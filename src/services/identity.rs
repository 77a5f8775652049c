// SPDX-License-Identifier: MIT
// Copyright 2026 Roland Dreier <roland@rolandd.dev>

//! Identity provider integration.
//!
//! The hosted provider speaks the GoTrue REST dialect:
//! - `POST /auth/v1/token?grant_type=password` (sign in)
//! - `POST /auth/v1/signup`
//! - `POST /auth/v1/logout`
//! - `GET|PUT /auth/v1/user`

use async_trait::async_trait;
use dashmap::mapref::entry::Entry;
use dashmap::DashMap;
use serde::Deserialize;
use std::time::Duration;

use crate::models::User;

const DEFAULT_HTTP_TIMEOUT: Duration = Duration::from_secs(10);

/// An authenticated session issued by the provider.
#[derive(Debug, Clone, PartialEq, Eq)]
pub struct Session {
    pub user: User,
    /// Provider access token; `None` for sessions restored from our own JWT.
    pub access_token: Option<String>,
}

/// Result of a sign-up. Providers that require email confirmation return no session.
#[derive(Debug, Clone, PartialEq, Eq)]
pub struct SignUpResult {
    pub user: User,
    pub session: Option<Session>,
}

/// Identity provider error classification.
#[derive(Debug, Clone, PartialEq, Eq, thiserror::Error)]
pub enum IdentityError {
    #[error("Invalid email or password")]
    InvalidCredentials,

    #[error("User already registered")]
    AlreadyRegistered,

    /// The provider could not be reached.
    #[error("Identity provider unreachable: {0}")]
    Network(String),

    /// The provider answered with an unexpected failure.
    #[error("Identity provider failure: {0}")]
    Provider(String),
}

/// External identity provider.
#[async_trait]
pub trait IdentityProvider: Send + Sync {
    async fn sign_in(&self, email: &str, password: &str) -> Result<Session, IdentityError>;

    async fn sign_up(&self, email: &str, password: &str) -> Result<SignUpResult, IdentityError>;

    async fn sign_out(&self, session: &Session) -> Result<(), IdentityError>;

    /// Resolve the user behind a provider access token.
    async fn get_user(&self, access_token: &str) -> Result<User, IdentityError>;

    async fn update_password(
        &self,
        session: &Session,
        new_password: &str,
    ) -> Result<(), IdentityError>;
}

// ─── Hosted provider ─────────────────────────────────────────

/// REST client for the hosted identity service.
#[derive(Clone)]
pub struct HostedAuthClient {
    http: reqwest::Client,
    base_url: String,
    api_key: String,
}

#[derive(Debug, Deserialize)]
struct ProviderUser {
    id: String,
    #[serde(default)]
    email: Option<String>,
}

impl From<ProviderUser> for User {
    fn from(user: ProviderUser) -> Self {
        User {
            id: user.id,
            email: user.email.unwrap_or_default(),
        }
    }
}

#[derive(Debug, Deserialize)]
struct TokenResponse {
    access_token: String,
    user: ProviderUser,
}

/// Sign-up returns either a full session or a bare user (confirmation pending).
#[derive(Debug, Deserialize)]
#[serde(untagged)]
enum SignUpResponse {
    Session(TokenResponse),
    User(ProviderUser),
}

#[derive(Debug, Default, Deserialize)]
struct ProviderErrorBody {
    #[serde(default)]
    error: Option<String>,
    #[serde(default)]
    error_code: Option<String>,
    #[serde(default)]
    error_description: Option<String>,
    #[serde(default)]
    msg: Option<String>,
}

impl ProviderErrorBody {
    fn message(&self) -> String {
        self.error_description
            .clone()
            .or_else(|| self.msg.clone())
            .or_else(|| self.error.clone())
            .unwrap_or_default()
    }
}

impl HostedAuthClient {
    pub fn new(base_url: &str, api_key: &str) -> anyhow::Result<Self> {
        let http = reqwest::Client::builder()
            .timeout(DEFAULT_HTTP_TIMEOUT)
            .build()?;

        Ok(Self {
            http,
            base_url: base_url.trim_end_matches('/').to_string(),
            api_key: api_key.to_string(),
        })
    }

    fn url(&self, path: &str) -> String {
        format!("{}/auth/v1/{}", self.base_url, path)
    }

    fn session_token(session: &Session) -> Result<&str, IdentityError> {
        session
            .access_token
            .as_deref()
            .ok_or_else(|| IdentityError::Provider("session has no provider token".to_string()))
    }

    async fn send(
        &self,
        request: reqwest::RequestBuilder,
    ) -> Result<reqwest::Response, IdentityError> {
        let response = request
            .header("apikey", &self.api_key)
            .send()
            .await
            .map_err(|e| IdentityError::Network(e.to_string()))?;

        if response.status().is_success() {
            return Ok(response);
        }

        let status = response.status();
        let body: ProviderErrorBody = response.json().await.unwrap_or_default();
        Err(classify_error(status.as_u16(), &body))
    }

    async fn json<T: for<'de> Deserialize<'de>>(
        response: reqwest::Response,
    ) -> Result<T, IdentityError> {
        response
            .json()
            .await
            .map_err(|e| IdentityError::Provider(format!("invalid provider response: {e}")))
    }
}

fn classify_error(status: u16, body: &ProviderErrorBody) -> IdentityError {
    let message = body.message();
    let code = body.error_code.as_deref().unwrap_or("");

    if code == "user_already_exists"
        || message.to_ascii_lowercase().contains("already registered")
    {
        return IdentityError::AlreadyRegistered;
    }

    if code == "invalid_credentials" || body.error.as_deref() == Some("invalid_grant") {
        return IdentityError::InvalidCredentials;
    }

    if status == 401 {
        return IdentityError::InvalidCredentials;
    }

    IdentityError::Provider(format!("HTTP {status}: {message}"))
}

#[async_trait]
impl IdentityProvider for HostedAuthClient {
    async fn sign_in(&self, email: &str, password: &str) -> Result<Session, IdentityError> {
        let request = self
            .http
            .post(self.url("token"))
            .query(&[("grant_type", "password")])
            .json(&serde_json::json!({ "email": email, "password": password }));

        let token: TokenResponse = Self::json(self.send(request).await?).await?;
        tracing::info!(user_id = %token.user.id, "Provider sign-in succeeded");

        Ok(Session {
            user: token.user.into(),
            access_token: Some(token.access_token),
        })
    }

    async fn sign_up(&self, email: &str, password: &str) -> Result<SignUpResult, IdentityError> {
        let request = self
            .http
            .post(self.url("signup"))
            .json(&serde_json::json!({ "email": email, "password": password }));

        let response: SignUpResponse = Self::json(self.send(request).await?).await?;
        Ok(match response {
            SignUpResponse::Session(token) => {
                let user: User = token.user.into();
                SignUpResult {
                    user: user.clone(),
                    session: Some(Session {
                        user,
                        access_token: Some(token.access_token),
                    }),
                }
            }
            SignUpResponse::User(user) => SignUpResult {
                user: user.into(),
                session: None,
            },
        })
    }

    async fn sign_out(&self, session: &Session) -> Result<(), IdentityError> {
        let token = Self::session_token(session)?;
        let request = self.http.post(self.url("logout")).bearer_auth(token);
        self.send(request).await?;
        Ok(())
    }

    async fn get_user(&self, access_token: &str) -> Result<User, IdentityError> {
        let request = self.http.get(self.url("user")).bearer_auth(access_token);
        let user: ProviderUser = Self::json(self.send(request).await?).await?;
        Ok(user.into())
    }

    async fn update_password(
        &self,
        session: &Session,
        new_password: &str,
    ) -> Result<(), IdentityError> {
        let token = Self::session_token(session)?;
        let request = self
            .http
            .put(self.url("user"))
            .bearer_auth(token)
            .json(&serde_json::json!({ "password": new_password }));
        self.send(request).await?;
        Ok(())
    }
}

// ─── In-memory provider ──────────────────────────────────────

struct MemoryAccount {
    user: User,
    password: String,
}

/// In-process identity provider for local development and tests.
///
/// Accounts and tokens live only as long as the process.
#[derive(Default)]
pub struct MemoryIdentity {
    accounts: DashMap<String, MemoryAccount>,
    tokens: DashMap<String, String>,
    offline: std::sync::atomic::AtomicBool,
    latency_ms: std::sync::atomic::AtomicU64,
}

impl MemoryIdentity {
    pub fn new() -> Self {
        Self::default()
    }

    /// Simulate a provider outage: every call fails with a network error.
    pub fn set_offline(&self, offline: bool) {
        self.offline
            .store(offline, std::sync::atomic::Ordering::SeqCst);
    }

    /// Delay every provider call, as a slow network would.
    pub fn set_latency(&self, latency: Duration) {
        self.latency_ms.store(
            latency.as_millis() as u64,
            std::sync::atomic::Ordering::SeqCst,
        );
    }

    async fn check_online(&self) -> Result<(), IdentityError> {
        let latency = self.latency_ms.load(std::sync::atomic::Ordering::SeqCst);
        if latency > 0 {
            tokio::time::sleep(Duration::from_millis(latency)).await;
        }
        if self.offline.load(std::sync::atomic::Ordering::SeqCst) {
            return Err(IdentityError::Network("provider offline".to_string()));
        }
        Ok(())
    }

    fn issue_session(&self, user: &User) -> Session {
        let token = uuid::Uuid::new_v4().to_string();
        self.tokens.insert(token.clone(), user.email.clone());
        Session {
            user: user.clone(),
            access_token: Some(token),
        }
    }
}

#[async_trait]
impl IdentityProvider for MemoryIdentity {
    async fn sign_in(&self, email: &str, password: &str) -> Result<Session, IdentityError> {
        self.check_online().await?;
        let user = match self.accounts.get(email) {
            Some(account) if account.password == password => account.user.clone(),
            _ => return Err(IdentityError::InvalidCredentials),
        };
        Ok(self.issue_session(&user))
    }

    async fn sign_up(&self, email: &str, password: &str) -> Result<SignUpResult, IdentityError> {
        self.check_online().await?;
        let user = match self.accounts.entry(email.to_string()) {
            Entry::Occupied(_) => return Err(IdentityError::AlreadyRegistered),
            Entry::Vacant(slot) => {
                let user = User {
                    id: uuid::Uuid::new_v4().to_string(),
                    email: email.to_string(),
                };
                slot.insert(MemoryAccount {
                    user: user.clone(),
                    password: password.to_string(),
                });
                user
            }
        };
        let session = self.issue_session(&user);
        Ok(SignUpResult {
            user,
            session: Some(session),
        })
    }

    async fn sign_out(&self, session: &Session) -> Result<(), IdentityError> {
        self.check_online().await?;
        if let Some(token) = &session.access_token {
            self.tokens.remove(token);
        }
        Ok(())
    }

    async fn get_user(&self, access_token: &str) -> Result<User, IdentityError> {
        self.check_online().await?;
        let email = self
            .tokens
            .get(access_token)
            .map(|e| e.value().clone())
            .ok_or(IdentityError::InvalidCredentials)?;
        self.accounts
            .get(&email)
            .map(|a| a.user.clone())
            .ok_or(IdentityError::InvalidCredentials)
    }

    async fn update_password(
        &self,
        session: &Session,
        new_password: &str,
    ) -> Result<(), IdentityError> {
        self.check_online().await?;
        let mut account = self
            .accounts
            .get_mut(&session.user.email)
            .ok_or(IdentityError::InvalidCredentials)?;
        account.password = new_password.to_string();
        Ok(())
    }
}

────────

_Assignment_. Wherever the string "Uuid" turns up in the material, copy the whole line.

_Response to the task_.
        let token = uuid::Uuid::new_v4().to_string();
                    id: uuid::Uuid::new_v4().to_string(),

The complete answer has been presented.